Pragmatically it's in hopes of finding a job. Millions of us Americans are suffering for lack of it, for lack of a life. It was hard in Los Angeles for me despite living comfortably, surrounded by love of family, always well fed. But again I felt I was in limbo there. I had merely had a shell of a life.

It all begins with a job, a sense of independence, of owning one's life. But considering how many moronic and insular people in power, in government, have ruined things for the rest of us this looks to be a far more difficult struggle than it has ever been for me and many others in my situation.

I've survived - and championed - great and painful gauntlets in my life before. Perhaps that's why I don't feel as intimidated today. It also has to do with being lucky to have a very close knit family and a strong network of friends to help me, encourage me.

My gratitude to you all is bottomless. My heart glows and trembles with warmth, like the three votive candles I've lighted, keeping me company as I tap out this passage on my laptop on the kitchen table.

So begins a new adventure.


Monday, November 08, 2010

undated found note





...written by me in pencil at least 10 years ago on pattern making paper as I'm sorting through my possessions in preparation for the move :

I sat at cafe and read Anais's diary, which I hadn't done in a long time. I was surrounded by men, the entire place was taken over by men. Outside it was quite cold and icy, so I felt good and safe sitting by the glass-enclosed fireplace. There were so many men that the occasional woman who would come in looked strange, exotic, like a creature that had strayed from her native habitat. And yet the fire felt so good.

We shift and change, and so life shifts and changes for us.


Wednesday, July 14, 2010

quote me




Maybe that's my destiny in life. To live the richest, most passionate life possible, and yet against my better judgments.


Tuesday, October 06, 2009

catch up with me





Listen to it loud.

It's autumn.

I hadn't really been updating this blog for while mostly because nothing interesting has been happening for me since the last time. Things around me, though, move along with their own momentum. Me, I'm still in a kind of limbo.

My close friend and niece K plans to come down from the bay area to visit in a couple weeks. Whether she actually does is uncertain, she lives a rather organic life steeped in certain emotions. My other friend G plans to visit on Halloween weekend. If they both come as planned it will be a much needed break each time from my mom. I practically never get out anymore, primarily out of lack of momentum and thrift.

I don't plan on taking up job hunting again until early next year, when it'll be almost a year since I've been employed and enjoyed a steady income.
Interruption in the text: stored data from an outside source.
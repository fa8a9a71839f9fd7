//! Scenario files: a JSON list of calls replayed against a chain.
//!
//! Each step names a `caller` and a `call` (tagged by `op`). A step may
//! `bind` the address its call returns to a name; later steps refer to it
//! as `"$name"` wherever an address is expected. A batch creation binds
//! `name.0`, `name.1` and so on.

use std::collections::BTreeMap;

use anyhow::{anyhow, bail, Context, Result};
use serde::{Deserialize, Serialize};
use serde_json::Value;

use depot_core::Address;
use depot_custody::{Call, Chain, ErrorKind, Outcome, Receipt};

#[derive(Deserialize, Debug, Clone)]
#[serde(deny_unknown_fields)]
pub struct Step {
    pub caller: String,
    pub call: Value,
    #[serde(default)]
    pub bind: Option<String>,
}

/// Parse a scenario file's contents.
pub fn parse(json: &str) -> Result<Vec<Step>> {
    serde_json::from_str(json).context("scenario must be a JSON list of {caller, call} steps")
}

/// Names bound by earlier steps.
#[derive(Default, Debug)]
pub struct Bindings {
    names: BTreeMap<String, Address>,
}

impl Bindings {
    /// Resolve `$name` or parse a literal address.
    pub fn address(&self, token: &str) -> Result<Address> {
        match token.strip_prefix('$') {
            Some(name) => self
                .names
                .get(name)
                .copied()
                .ok_or_else(|| anyhow!("unbound name `${name}`")),
            None => token
                .parse()
                .with_context(|| format!("invalid address `{token}`")),
        }
    }

    fn substitute(&self, value: &mut Value) -> Result<()> {
        match value {
            Value::String(s) if s.starts_with('$') => *s = self.address(s)?.to_string(),
            Value::Array(items) => {
                for item in items {
                    self.substitute(item)?;
                }
            }
            Value::Object(fields) => {
                for field in fields.values_mut() {
                    self.substitute(field)?;
                }
            }
            _ => {}
        }
        Ok(())
    }

    fn bind(&mut self, name: &str, outcome: &Outcome) -> Result<()> {
        match outcome {
            Outcome::Address(address) => {
                self.names.insert(name.to_string(), *address);
            }
            Outcome::Addresses(addresses) => {
                for (i, address) in addresses.iter().enumerate() {
                    self.names.insert(format!("{name}.{i}"), *address);
                }
            }
            _ => bail!("cannot bind `{name}`: the call returned no address"),
        }
        Ok(())
    }
}

/// What happened to one step.
#[derive(Serialize, Debug)]
pub struct StepReport {
    pub step: usize,
    pub op: &'static str,
    pub caller: Address,
    #[serde(flatten)]
    pub result: StepResult,
}

#[derive(Serialize, Debug)]
#[serde(rename_all = "snake_case")]
pub enum StepResult {
    Ok(Receipt),
    Reverted { kind: ErrorKind, reason: String },
}

impl StepReport {
    pub fn is_reverted(&self) -> bool {
        matches!(self.result, StepResult::Reverted { .. })
    }
}

/// Replay `steps` against `chain`.
///
/// A reverted call is reported and replay continues unless `fail_fast` is
/// set. A malformed step, or a bind on a reverted call, aborts replay.
pub fn run(chain: &mut Chain, steps: &[Step], fail_fast: bool) -> Result<Vec<StepReport>> {
    let mut bindings = Bindings::default();
    let mut reports = Vec::with_capacity(steps.len());

    for (i, step) in steps.iter().enumerate() {
        let caller = bindings
            .address(&step.caller)
            .with_context(|| format!("step {i}: caller"))?;
        let mut raw = step.call.clone();
        bindings
            .substitute(&mut raw)
            .with_context(|| format!("step {i}: call"))?;
        let call: Call =
            serde_json::from_value(raw).with_context(|| format!("step {i}: malformed call"))?;

        let result = match chain.execute(&caller, &call) {
            Ok(receipt) => {
                if let Some(name) = &step.bind {
                    bindings
                        .bind(name, &receipt.outcome)
                        .with_context(|| format!("step {i}"))?;
                }
                StepResult::Ok(receipt)
            }
            Err(e) => {
                if let Some(name) = &step.bind {
                    bail!("step {i}: `{}` reverted before binding `{name}`: {e}", call.name());
                }
                StepResult::Reverted {
                    kind: e.kind(),
                    reason: e.reason(),
                }
            }
        };

        let report = StepReport {
            step: i,
            op: call.name(),
            caller,
            result,
        };
        let stop = fail_fast && report.is_reverted();
        reports.push(report);
        if stop {
            break;
        }
    }
    Ok(reports)
}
I only hope I'm still marketable, the longer you don't work the less valuable you're perceived to be. But I'm fairly optimistic. Relying on mom for handouts is taking its toll on me, though it's not too sufferable because I'm pretty much her personal assistant. The free home cooked meals are awesome.

Much of my time lately has been spent watching back to back episodes of Dexter via Netflix. I've been gaming intensively, too. Recently finished Batman: Arkham Asylum, one of the finest games I've ever experienced. Also working on Wet off and on, when I'm in a cheap, filmic, campy mood. But my current fixation is on the upcoming Dragon Age: Origins, Bioware's next epic sized RPG. You know what that means - I'll be "gone" for the next few months.

I'm thinking of joining a gay men's support group again, like I did in Oregon several years ago. There's one that's very close to me, but I need to find out how it works and if the program I'm on can pay for it if there's a charge. It could ignite some kind of a social life for me, something I hadn't had in a long time, at least on a regular basis.

I can't really complain that much. I have good home, a warm bed to sleep in, a full tummy, and the epitome of a selfless, loving, devoted mother. But I'm still in limbo. Again. Not much I can do about certain things, like the dearth in the job market. That one's just a matter of time. My ideal gig would be a good full-time job, a fairly robust social life, and being able to look after Mom. I only hope I don't go crazy waiting things out for it all to come together, whenever that may be.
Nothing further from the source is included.